Items from a dataset
_ _ _ _ _ _ _
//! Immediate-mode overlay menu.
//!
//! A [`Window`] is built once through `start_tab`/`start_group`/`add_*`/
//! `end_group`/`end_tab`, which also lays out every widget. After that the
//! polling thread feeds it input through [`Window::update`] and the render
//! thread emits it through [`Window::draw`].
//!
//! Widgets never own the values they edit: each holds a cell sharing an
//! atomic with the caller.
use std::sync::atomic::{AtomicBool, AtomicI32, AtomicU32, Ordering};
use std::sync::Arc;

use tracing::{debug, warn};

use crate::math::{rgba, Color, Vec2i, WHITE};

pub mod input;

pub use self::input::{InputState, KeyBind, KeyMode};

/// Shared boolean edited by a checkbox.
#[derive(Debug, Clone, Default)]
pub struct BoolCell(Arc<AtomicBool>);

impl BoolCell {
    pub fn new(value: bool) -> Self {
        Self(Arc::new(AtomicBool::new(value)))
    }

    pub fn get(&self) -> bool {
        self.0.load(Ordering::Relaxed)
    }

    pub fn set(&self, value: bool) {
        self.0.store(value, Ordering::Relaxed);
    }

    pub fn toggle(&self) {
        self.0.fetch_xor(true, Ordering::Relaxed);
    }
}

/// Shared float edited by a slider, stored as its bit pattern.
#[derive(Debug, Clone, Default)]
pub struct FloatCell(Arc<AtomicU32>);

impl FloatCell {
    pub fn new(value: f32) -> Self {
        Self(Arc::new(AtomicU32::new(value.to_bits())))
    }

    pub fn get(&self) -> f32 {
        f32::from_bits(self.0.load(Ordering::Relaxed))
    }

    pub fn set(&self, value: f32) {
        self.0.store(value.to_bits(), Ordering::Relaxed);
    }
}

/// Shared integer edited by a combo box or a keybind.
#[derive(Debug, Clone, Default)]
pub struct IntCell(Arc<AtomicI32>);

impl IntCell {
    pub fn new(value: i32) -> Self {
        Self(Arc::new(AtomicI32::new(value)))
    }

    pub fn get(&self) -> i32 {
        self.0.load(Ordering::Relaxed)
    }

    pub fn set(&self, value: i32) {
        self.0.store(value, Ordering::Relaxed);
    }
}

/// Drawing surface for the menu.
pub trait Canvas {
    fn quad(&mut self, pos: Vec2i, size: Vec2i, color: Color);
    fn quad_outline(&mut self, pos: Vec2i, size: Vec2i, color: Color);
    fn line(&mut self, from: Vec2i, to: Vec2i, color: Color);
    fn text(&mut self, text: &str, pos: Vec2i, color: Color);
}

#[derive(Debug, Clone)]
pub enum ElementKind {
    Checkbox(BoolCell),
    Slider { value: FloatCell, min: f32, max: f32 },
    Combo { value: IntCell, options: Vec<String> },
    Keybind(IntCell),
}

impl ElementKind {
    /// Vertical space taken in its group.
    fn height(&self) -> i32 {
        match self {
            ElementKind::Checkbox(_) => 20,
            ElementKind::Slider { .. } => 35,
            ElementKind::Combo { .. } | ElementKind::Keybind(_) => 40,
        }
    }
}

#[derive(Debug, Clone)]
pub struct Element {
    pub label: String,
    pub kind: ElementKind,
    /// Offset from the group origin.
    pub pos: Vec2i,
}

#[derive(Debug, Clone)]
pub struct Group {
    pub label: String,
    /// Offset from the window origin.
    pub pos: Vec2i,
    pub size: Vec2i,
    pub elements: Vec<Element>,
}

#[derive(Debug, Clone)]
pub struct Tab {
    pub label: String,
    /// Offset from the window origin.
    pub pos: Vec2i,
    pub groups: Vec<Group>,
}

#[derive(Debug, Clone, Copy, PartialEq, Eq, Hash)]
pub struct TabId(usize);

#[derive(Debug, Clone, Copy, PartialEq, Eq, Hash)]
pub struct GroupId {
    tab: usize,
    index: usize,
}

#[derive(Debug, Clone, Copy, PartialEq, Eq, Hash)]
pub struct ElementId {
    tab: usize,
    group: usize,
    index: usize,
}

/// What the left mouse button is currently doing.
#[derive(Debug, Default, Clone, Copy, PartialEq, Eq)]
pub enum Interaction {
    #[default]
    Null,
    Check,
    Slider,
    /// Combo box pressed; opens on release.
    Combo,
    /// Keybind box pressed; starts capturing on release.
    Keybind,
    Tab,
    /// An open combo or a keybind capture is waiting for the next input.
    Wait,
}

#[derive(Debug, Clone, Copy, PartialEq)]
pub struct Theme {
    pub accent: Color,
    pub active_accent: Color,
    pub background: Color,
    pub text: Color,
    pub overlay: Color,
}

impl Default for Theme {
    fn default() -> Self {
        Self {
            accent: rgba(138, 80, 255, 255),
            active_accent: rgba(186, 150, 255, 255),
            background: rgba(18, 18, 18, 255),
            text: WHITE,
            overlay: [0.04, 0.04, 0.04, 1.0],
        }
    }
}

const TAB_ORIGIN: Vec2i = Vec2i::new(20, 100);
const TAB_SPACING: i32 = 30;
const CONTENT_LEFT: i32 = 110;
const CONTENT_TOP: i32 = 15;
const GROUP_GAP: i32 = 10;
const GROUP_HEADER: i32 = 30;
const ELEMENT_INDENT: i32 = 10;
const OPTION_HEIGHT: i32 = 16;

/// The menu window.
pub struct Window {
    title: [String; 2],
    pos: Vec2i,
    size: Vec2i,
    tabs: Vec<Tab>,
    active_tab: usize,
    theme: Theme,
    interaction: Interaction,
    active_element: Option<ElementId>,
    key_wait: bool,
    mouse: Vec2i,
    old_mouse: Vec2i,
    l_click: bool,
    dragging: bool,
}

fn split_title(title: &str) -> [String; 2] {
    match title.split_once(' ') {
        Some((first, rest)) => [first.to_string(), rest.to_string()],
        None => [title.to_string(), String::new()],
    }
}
_ _ _ _ _ _ _
▸ TASK
Your reply should consist of all the records, set down exactly.

▸ WORKED SOLUTION
//! Immediate-mode overlay menu.
//!
//! A [`Window`] is built once through `start_tab`/`start_group`/`add_*`/
//! `end_group`/`end_tab`, which also lays out every widget. After that the
//! polling thread feeds it input through [`Window::update`] and the render
//! thread emits it through [`Window::draw`].
//!
//! Widgets never own the values they edit: each holds a cell sharing an
//! atomic with the caller.
use std::sync::atomic::{AtomicBool, AtomicI32, AtomicU32, Ordering};
use std::sync::Arc;

use tracing::{debug, warn};

use crate::math::{rgba, Color, Vec2i, WHITE};

pub mod input;

pub use self::input::{InputState, KeyBind, KeyMode};

/// Shared boolean edited by a checkbox.
#[derive(Debug, Clone, Default)]
pub struct BoolCell(Arc<AtomicBool>);

impl BoolCell {
    pub fn new(value: bool) -> Self {
        Self(Arc::new(AtomicBool::new(value)))
    }

    pub fn get(&self) -> bool {
        self.0.load(Ordering::Relaxed)
    }

    pub fn set(&self, value: bool) {
        self.0.store(value, Ordering::Relaxed);
    }

    pub fn toggle(&self) {
        self.0.fetch_xor(true, Ordering::Relaxed);
    }
}

/// Shared float edited by a slider, stored as its bit pattern.
#[derive(Debug, Clone, Default)]
pub struct FloatCell(Arc<AtomicU32>);

impl FloatCell {
    pub fn new(value: f32) -> Self {
        Self(Arc::new(AtomicU32::new(value.to_bits())))
    }

    pub fn get(&self) -> f32 {
        f32::from_bits(self.0.load(Ordering::Relaxed))
    }

    pub fn set(&self, value: f32) {
        self.0.store(value.to_bits(), Ordering::Relaxed);
    }
}

/// Shared integer edited by a combo box or a keybind.
#[derive(Debug, Clone, Default)]
pub struct IntCell(Arc<AtomicI32>);

impl IntCell {
    pub fn new(value: i32) -> Self {
        Self(Arc::new(AtomicI32::new(value)))
    }

    pub fn get(&self) -> i32 {
        self.0.load(Ordering::Relaxed)
    }

    pub fn set(&self, value: i32) {
        self.0.store(value, Ordering::Relaxed);
    }
}

/// Drawing surface for the menu.
pub trait Canvas {
    fn quad(&mut self, pos: Vec2i, size: Vec2i, color: Color);
    fn quad_outline(&mut self, pos: Vec2i, size: Vec2i, color: Color);
    fn line(&mut self, from: Vec2i, to: Vec2i, color: Color);
    fn text(&mut self, text: &str, pos: Vec2i, color: Color);
}

#[derive(Debug, Clone)]
pub enum ElementKind {
    Checkbox(BoolCell),
    Slider { value: FloatCell, min: f32, max: f32 },
    Combo { value: IntCell, options: Vec<String> },
    Keybind(IntCell),
}

impl ElementKind {
    /// Vertical space taken in its group.
    fn height(&self) -> i32 {
        match self {
            ElementKind::Checkbox(_) => 20,
            ElementKind::Slider { .. } => 35,
            ElementKind::Combo { .. } | ElementKind::Keybind(_) => 40,
        }
    }
}

#[derive(Debug, Clone)]
pub struct Element {
    pub label: String,
    pub kind: ElementKind,
    /// Offset from the group origin.
    pub pos: Vec2i,
}

#[derive(Debug, Clone)]
pub struct Group {
    pub label: String,
    /// Offset from the window origin.
    pub pos: Vec2i,
    pub size: Vec2i,
    pub elements: Vec<Element>,
}

#[derive(Debug, Clone)]
pub struct Tab {
    pub label: String,
    /// Offset from the window origin.
    pub pos: Vec2i,
    pub groups: Vec<Group>,
}

#[derive(Debug, Clone, Copy, PartialEq, Eq, Hash)]
pub struct TabId(usize);

#[derive(Debug, Clone, Copy, PartialEq, Eq, Hash)]
pub struct GroupId {
    tab: usize,
    index: usize,
}

#[derive(Debug, Clone, Copy, PartialEq, Eq, Hash)]
pub struct ElementId {
    tab: usize,
    group: usize,
    index: usize,
}

/// What the left mouse button is currently doing.
#[derive(Debug, Default, Clone, Copy, PartialEq, Eq)]
pub enum Interaction {
    #[default]
    Null,
    Check,
    Slider,
    /// Combo box pressed; opens on release.
    Combo,
    /// Keybind box pressed; starts capturing on release.
    Keybind,
    Tab,
    /// An open combo or a keybind capture is waiting for the next input.
    Wait,
}

#[derive(Debug, Clone, Copy, PartialEq)]
pub struct Theme {
    pub accent: Color,
    pub active_accent: Color,
    pub background: Color,
    pub text: Color,
    pub overlay: Color,
}

impl Default for Theme {
    fn default() -> Self {
        Self {
            accent: rgba(138, 80, 255, 255),
            active_accent: rgba(186, 150, 255, 255),
            background: rgba(18, 18, 18, 255),
            text: WHITE,
            overlay: [0.04, 0.04, 0.04, 1.0],
        }
    }
}

const TAB_ORIGIN: Vec2i = Vec2i::new(20, 100);
const TAB_SPACING: i32 = 30;
const CONTENT_LEFT: i32 = 110;
const CONTENT_TOP: i32 = 15;
const GROUP_GAP: i32 = 10;
const GROUP_HEADER: i32 = 30;
const ELEMENT_INDENT: i32 = 10;
const OPTION_HEIGHT: i32 = 16;

/// The menu window.
pub struct Window {
    title: [String; 2],
    pos: Vec2i,
    size: Vec2i,
    tabs: Vec<Tab>,
    active_tab: usize,
    theme: Theme,
    interaction: Interaction,
    active_element: Option<ElementId>,
    key_wait: bool,
    mouse: Vec2i,
    old_mouse: Vec2i,
    l_click: bool,
    dragging: bool,
}

fn split_title(title: &str) -> [String; 2] {
    match title.split_once(' ') {
        Some((first, rest)) => [first.to_string(), rest.to_string()],
        None => [title.to_string(), String::new()],
    }
}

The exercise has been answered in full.